**What this task involves**
Scan the entries below for the word "IdentitySigner" and copy every line in which it occurs.

"""

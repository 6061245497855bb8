//! Client abstraction over the encrypted messaging network.
//!
//! The engine never talks to the wire protocol directly; an SDK adapter (or
//! the in-memory loopback network) implements these traits.

use async_trait::async_trait;
use futures_util::stream::BoxStream;
use serde::{Deserialize, Serialize};
use std::fmt;
use std::sync::Arc;
use std::time::SystemTime;

use crate::config::NetworkEnv;
use crate::error::NetworkError;
use crate::installation::InstallationCredential;
use crate::wallet::IdentitySigner;

/// Per-conversation visibility classification.
#[derive(Debug, Clone, Copy, PartialEq, Eq, Hash, Serialize, Deserialize)]
#[serde(rename_all = "snake_case")]
pub enum ConsentState {
    Unknown,
    Allowed,
    Denied,
}

impl fmt::Display for ConsentState {
    fn fmt(&self, f: &mut fmt::Formatter<'_>) -> fmt::Result {
        match self {
            ConsentState::Unknown => write!(f, "unknown"),
            ConsentState::Allowed => write!(f, "allowed"),
            ConsentState::Denied => write!(f, "denied"),
        }
    }
}

/// Every consent state. A counterparty may not be `allowed` yet, so syncs and
/// listings always span all three.
pub const ALL_CONSENT_STATES: [ConsentState; 3] = [
    ConsentState::Allowed,
    ConsentState::Unknown,
    ConsentState::Denied,
];

/// Parameters for creating or resuming a session.
#[derive(Debug, Clone)]
pub struct SessionRequest {
    /// Lowercase wallet address.
    pub identifier: String,
    pub env: NetworkEnv,
    /// Credential identifying this device's installation.
    pub installation_key: InstallationCredential,
    /// Whether `installation_key` was loaded from storage rather than
    /// generated for this attempt.
    pub resumed: bool,
    pub signer: IdentitySigner,
}

#[derive(Debug, Clone, PartialEq, Eq, Serialize, Deserialize)]
pub struct InstallationInfo {
    pub id: String,
    pub created_at_ms: u64,
}

#[async_trait]
pub trait MessagingNetwork: Send + Sync {
    /// Whether this environment offers the persistent storage a session
    /// database requires.
    fn persistent_storage_available(&self) -> bool;

    async fn create_session(
        &self,
        request: SessionRequest,
    ) -> Result<Arc<dyn NetworkSession>, NetworkError>;

    /// Inbox id registered for a wallet address, if that wallet has ever
    /// joined the network.
    async fn inbox_id_for_identifier(
        &self,
        identifier: &str,
    ) -> Result<Option<String>, NetworkError>;

    /// Revoke every installation of `identifier` without holding a session,
    /// for when the quota prevents creating one.
    async fn revoke_all_installations(
        &self,
        identifier: &str,
        signer: &IdentitySigner,
    ) -> Result<usize, NetworkError>;
}

/// A live handle bound to one identity.
#[async_trait]
pub trait NetworkSession: Send + Sync {
    fn inbox_id(&self) -> String;

    fn installation_id(&self) -> String;

    async fn sync_all(&self, consent: &[ConsentState]) -> Result<(), NetworkError>;

    async fn list_dms(
        &self,
        consent: &[ConsentState],
    ) -> Result<Vec<Arc<dyn NetworkConversation>>, NetworkError>;

    async fn create_dm(
        &self,
        peer_inbox_id: &str,
    ) -> Result<Arc<dyn NetworkConversation>, NetworkError>;

    async fn get_conversation(
        &self,
        conversation_id: &str,
    ) -> Result<Option<Arc<dyn NetworkConversation>>, NetworkError>;

    async fn stream_all_messages(
        &self,
    ) -> Result<BoxStream<'static, Result<RawMessage, NetworkError>>, NetworkError>;

    async fn installations(&self) -> Result<Vec<InstallationInfo>, NetworkError>;

    /// Revoke every installation of this identity, including the current one.
    async fn revoke_all_installations(&self) -> Result<usize, NetworkError>;

    async fn close(&self);
}

/// One-to-one channel handle.
#[async_trait]
pub trait NetworkConversation: Send + Sync {
    fn id(&self) -> String;

    fn peer_inbox_id(&self) -> String;

    fn created_at_ms(&self) -> u64;

    async fn consent_state(&self) -> Result<ConsentState, NetworkError>;

    async fn update_consent_state(&self, state: ConsentState) -> Result<(), NetworkError>;

    async fn sync(&self) -> Result<(), NetworkError>;

    async fn is_active(&self) -> Result<bool, NetworkError>;

    async fn message_count(&self) -> Result<usize, NetworkError>;

    async fn messages(&self) -> Result<Vec<RawMessage>, NetworkError>;

    /// Send plain text. Returns the network-assigned message id.
    async fn send_text(&self, text: &str) -> Result<String, NetworkError>;
}

/// Decoded payload of a wire message, before classification.
#[derive(Debug, Clone, PartialEq)]
pub enum RawContent {
    Text(String),
    Json(serde_json::Value),
    Bytes(Vec<u8>),
    Empty,
}

/// A message as the network client hands it over.
///
/// Timestamps come in whichever representation the client produced; at most
/// one is normally set.
#[derive(Debug, Clone, PartialEq)]
pub struct RawMessage {
    pub id: String,
    pub conversation_id: String,
    pub sender_inbox_id: String,
    /// Content type id, e.g. `xmtp.org/text:1.0`.
    pub content_type: String,
    pub content: RawContent,
    /// Plain-text summary supplied by the sender for clients that cannot
    /// decode `content_type`.
    pub fallback: Option<String>,
    pub sent: Option<SystemTime>,
    pub sent_ms: Option<i64>,
    pub sent_ns: Option<i128>,
}

impl RawMessage {
    pub fn text(
        id: impl Into<String>,
        conversation_id: impl Into<String>,
        sender_inbox_id: impl Into<String>,
        text: impl Into<String>,
    ) -> Self {
        Self {
            id: id.into(),
            conversation_id: conversation_id.into(),
            sender_inbox_id: sender_inbox_id.into(),
            content_type: crate::normalize::TEXT_CONTENT_TYPE.to_string(),
            content: RawContent::Text(text.into()),
            fallback: None,
            sent: None,
            sent_ms: None,
            sent_ns: None,
        }
    }

    pub fn with_sent_ns(mut self, sent_ns: i128) -> Self {
        self.sent_ns = Some(sent_ns);
        self
    }
}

"""

**Output below**
use crate::wallet::IdentitySigner;
    pub signer: IdentitySigner,
        signer: &IdentitySigner,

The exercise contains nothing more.